Tout juste sacrée aux César, Nina Meurisse replonge et s'invite dans l'univers des marins, rejouant le drame du Bugaled Breizh dans une nouvelle série Arte épatante. Rencontre.
37 secondes, c'est le titre de la série. Et c'est aussi le drame vécu par cinq marins le 15 janvier 2004 au large du Cap Lizard. "Le naufrage du Bugaled Breizh a eu lieu en 37 secondes. Il a fallu 37 secondes pour que leur bateau finisse au fond de la mer..."
Nina Meurisse avoue humblement qu'elle ne connaissait pas l'histoire du chalutier, mystérieusement envoyé par le fond par un événement difficilement explicable il y a 20 ans.
L'actrice césarée fin février (pour L'Histoire de Souleymane) incarne Marie Madec, employée au mareyage local, dont le beau-frère faisait partie de l’équipage du Bugaled Breizh. Marie vit avec la mer, les marins, la pêche, et elle va porter le combat de la vérité devant la justice. Si les personnages ont été inventés, pour garder une part de fiction, toute l'affaire du Bugaled Breizh a réellement eu lieu. "Je ne connaissais absolument rien à cette histoire et j'ai été sciée par sa complexité. Je peux même dire admirative devant l'endurance des familles pour découvrir la vérité, des gens qui n'avaient pourtant pas les codes, ceux de la justice, pour bien comprendre tous les tenants d'une telle affaire. Ils ont eu un courage fou !"
Au fil des six épisodes signés Laure de Butler, réalisatrice de Syndrome E, et couronnés Meilleure série française à Séries Mania il y a quelques jours, Nina Meurisse mène donc la bataille des tribunaux pour comprendre ce qui est arrivé au bateau en ce jour tragique, et raconte en filigrane l'univers des marins, de la pêche et de tout cet écosystème de ce coin de Bretagne.

Car le tournage a eu lieu sur place, au Guilvinec, à la pointe sud-ouest du Finistère Sud, là où était immatriculé le vrai Bugaled Breizh avant le drame. "On a été chaleureusement accueilli sur place. Ils étaient très heureux qu'on puisse ainsi filmer la mer, les marins, sans dédain" se souvient l'actrice originaire de Normandie. "On a passé quatre mois en tournage là-bas, avec eux. On a fait du surf, on a mangé des langoustines, je suis vraiment tombée amoureuse de la Bretagne et on a pu sentir qu'ils étaient heureux qu'on parle de cet événement."
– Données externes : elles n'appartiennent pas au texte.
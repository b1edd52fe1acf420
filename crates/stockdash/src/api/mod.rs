//! API clients for market data and news providers

pub mod finnhub;
pub mod yahoo;

use async_trait::async_trait;
use chrono::NaiveDate;

use crate::error::Result;
use crate::models::PriceBar;

pub use finnhub::{FinnhubClient, FinnhubNewsArticle};
pub use yahoo::YahooFinanceClient;

/// Source of daily price history
#[cfg_attr(test, mockall::automock)]
#[async_trait]
pub trait PriceProvider: Send + Sync {
    /// Daily bars for `symbol` with dates in `[start, end_exclusive)`.
    ///
    /// An empty vector means the provider answered but had no rows.
    async fn daily_bars(
        &self,
        symbol: &str,
        start: NaiveDate,
        end_exclusive: NaiveDate,
    ) -> Result<Vec<PriceBar>>;

    /// Short provider name for logs
    fn name(&self) -> &'static str;
}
Ce qui a aussi convaincu Nina Meurisse d'accepter la série, c'est justement cette idée que 37 secondes ne soit pas qu'une histoire judiciaire. C'est aussi un drame social qui "met la lumière sur le milieu des marins qu'on ne connaît pas vraiment. C'est un milieu pas souvent dépeint en série, de gens passionnés, sur lequel on a souvent des idées reçues. Malheureusement, les drames font partie de leur métier. Je n'avais pas du tout conscience du danger de travailler sur un chalutier comme ça." Et pour la comédienne qui a cartonné dans La Fièvre l'an dernier sur Canal +, c'est aussi le genre de série qui permet de remettre la figure ouvrière au centre du récit télévisuel. "Et pas de manière caricaturale. Ce ne sont pas des gens qui veulent changer de milieu social. On montre souvent cette classe ouvrière comme voulant absolument grimper à l'échelle sociale, alors que la question ne se pose pas pour eux. Ils sont très bien où ils sont, mais ils demandent seulement la reconnaissance de leur souffrance et une forme de considération, face au mépris qu'ils peuvent ressentir. Je crois que leur bataille était autant pour la vérité que pour être justement considérés."

Reste cette question qui va hanter encore longtemps toute une région : comment le Bugaled Breizh a-t-il pu couler aussi rapidement ? Le jour du naufrage, des sous-marins de l’OTAN étaient en exercice. Alors, le chalutier a-t-il été entraîné par le fond de manière accidentelle ? L'affaire judiciaire a pris fin en 2021 par la justice britannique, qui a conclu à un tragique accident de pêche.
Mais après avoir travaillé sur cette histoire pendant de longs mois, entendu divers témoignages, les scénaristes Anne Landois et Sophie Kovess-Brun se disent convaincues par la thèse du sous-marin, celle que défendent la plupart des familles de victimes. Nina Meurisse, elle, ne prend pas position et estime que "faire une série sur cette histoire, c'est déjà donner à ces gens-là une forme de reconnaissance qu'ils n'ont pas eue à l'époque."
37 secondes, en 6 épisodes, à voir sur Arte.tv et le 3 avril sur Arte.